(INFORMATION begins)
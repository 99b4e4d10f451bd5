//! Globally unique, monotonically increasing folio numbers.
//!
//! The sequencer is a single counter behind one lock. A folio can only be
//! taken with an open [`RecordTx`], and it is written into that
//! transaction's record while the counter lock is held, so the value never
//! exists outside the transaction that persists it.

use tokio::sync::Mutex;
use tracing::info;

use crate::error::StoreError;
use crate::state_machine::Folio;
use crate::store::RecordTx;

/// Outcome of [`FolioSequencer::assign`].
#[derive(Debug, Clone, Copy, PartialEq, Eq)]
pub struct Assignment {
    pub folio: Folio,
    /// `false` when the record already carried a folio.
    pub fresh: bool,
}

#[derive(Debug, Default)]
pub struct FolioSequencer {
    high_water: Mutex<u64>,
}

impl FolioSequencer {
    pub fn new() -> Self {
        Self::default()
    }

    /// A sequencer whose next folio is `high_water + 1`.
    pub fn starting_after(high_water: u64) -> Self {
        Self {
            high_water: Mutex::new(high_water),
        }
    }

    /// Give the transaction's record a folio unless it already has one.
    ///
    /// Folios are never reassigned. If the transaction is later aborted the
    /// value is skipped, never handed out twice.
    pub async fn assign(&self, tx: &mut RecordTx) -> Result<Assignment, StoreError> {
        if let Some(folio) = tx.record().folio {
            return Ok(Assignment {
                folio,
                fresh: false,
            });
        }

        let mut high_water = self.high_water.lock().await;
        let folio = high_water
            .checked_add(1)
            .and_then(Folio::new)
            .ok_or(StoreError::FolioExhausted)?;
        tx.record_mut().folio = Some(folio);
        *high_water = folio.get();
        drop(high_water);

        info!(record = %tx.record().id, %folio, "folio assigned");
        Ok(Assignment { folio, fresh: true })
    }

    /// The largest folio handed out so far (0 if none).
    pub async fn high_water(&self) -> u64 {
        *self.high_water.lock().await
    }
}

#[cfg(test)]
mod tests {
    use super::*;
    use crate::state_machine::{MaintenanceKind, MaintenanceRecord, NewRecord};
    use crate::store::RecordStore;
    use chrono::NaiveDate;
    use std::time::Duration;

    fn new_record() -> MaintenanceRecord {
        MaintenanceRecord::new(NewRecord {
            scheduled_date: NaiveDate::from_ymd_opt(2026, 10, 16).unwrap(),
            kind: MaintenanceKind::Preventive,
            template_id: None,
        })
    }

    #[tokio::test]
    async fn folios_increase_from_one() {
        let store = RecordStore::new(Duration::from_secs(1));
        let a = store.insert(new_record()).await.unwrap().record.id;
        let b = store.insert(new_record()).await.unwrap().record.id;

        let mut tx = store.begin(&a).await.unwrap();
        let first = store.folios().assign(&mut tx).await.unwrap();
        store.commit(tx);

        let mut tx = store.begin(&b).await.unwrap();
        let second = store.folios().assign(&mut tx).await.unwrap();
        store.commit(tx);

        assert_eq!(first.folio.get(), 1);
        assert_eq!(second.folio.get(), 2);
        assert!(first.fresh && second.fresh);
        assert_eq!(store.folios().high_water().await, 2);
    }

    #[tokio::test]
    async fn existing_folio_is_never_reassigned() {
        let store = RecordStore::new(Duration::from_secs(1));
        let id = store.insert(new_record()).await.unwrap().record.id;

        let mut tx = store.begin(&id).await.unwrap();
        let first = store.folios().assign(&mut tx).await.unwrap();
        let again = store.folios().assign(&mut tx).await.unwrap();
        store.commit(tx);

        assert_eq!(first.folio, again.folio);
        assert!(!again.fresh);
        assert_eq!(store.folios().high_water().await, 1);
    }

    #[tokio::test]
    async fn aborted_assignment_leaves_a_gap_not_a_duplicate() {
        let store = RecordStore::new(Duration::from_secs(1));
        let a = store.insert(new_record()).await.unwrap().record.id;
        let b = store.insert(new_record()).await.unwrap().record.id;

        let mut tx = store.begin(&a).await.unwrap();
        store.folios().assign(&mut tx).await.unwrap();
        drop(tx);
        assert!(store.get(&a).await.unwrap().record.folio.is_none());

        let mut tx = store.begin(&b).await.unwrap();
        let assigned = store.folios().assign(&mut tx).await.unwrap();
        store.commit(tx);
        assert_eq!(assigned.folio.get(), 2);
    }

    #[tokio::test]
    async fn sequencer_resumes_after_high_water() {
        let sequencer = FolioSequencer::starting_after(41);
        let store = RecordStore::new(Duration::from_secs(1));
        let id = store.insert(new_record()).await.unwrap().record.id;

        let mut tx = store.begin(&id).await.unwrap();
        let assigned = sequencer.assign(&mut tx).await.unwrap();
        assert_eq!(assigned.folio.get(), 42);
    }

    #[tokio::test]
    async fn exhausted_sequence_is_an_error() {
        let sequencer = FolioSequencer::starting_after(u64::MAX);
        let store = RecordStore::new(Duration::from_secs(1));
        let id = store.insert(new_record()).await.unwrap().record.id;

        let mut tx = store.begin(&id).await.unwrap();
        let err = sequencer.assign(&mut tx).await.unwrap_err();
        assert!(matches!(err, StoreError::FolioExhausted));
        assert!(tx.record().folio.is_none());
    }
}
(INFORMATION ends)
#### AIM OF THE TASK
A word-for-word copy of the entries, from the first line through the line containing "handed out twice.", is the whole answer.

#### COMPLETED TASK
repository 99b4e4d10f451bd5
//! Globally unique, monotonically increasing folio numbers.
//!
//! The sequencer is a single counter behind one lock. A folio can only be
//! taken with an open [`RecordTx`], and it is written into that
//! transaction's record while the counter lock is held, so the value never
//! exists outside the transaction that persists it.

use tokio::sync::Mutex;
use tracing::info;

use crate::error::StoreError;
use crate::state_machine::Folio;
use crate::store::RecordTx;

/// Outcome of [`FolioSequencer::assign`].
#[derive(Debug, Clone, Copy, PartialEq, Eq)]
pub struct Assignment {
    pub folio: Folio,
    /// `false` when the record already carried a folio.
    pub fresh: bool,
}

#[derive(Debug, Default)]
pub struct FolioSequencer {
    high_water: Mutex<u64>,
}

impl FolioSequencer {
    pub fn new() -> Self {
        Self::default()
    }

    /// A sequencer whose next folio is `high_water + 1`.
    pub fn starting_after(high_water: u64) -> Self {
        Self {
            high_water: Mutex::new(high_water),
        }
    }

    /// Give the transaction's record a folio unless it already has one.
    ///
    /// Folios are never reassigned. If the transaction is later aborted the
    /// value is skipped, never handed out twice.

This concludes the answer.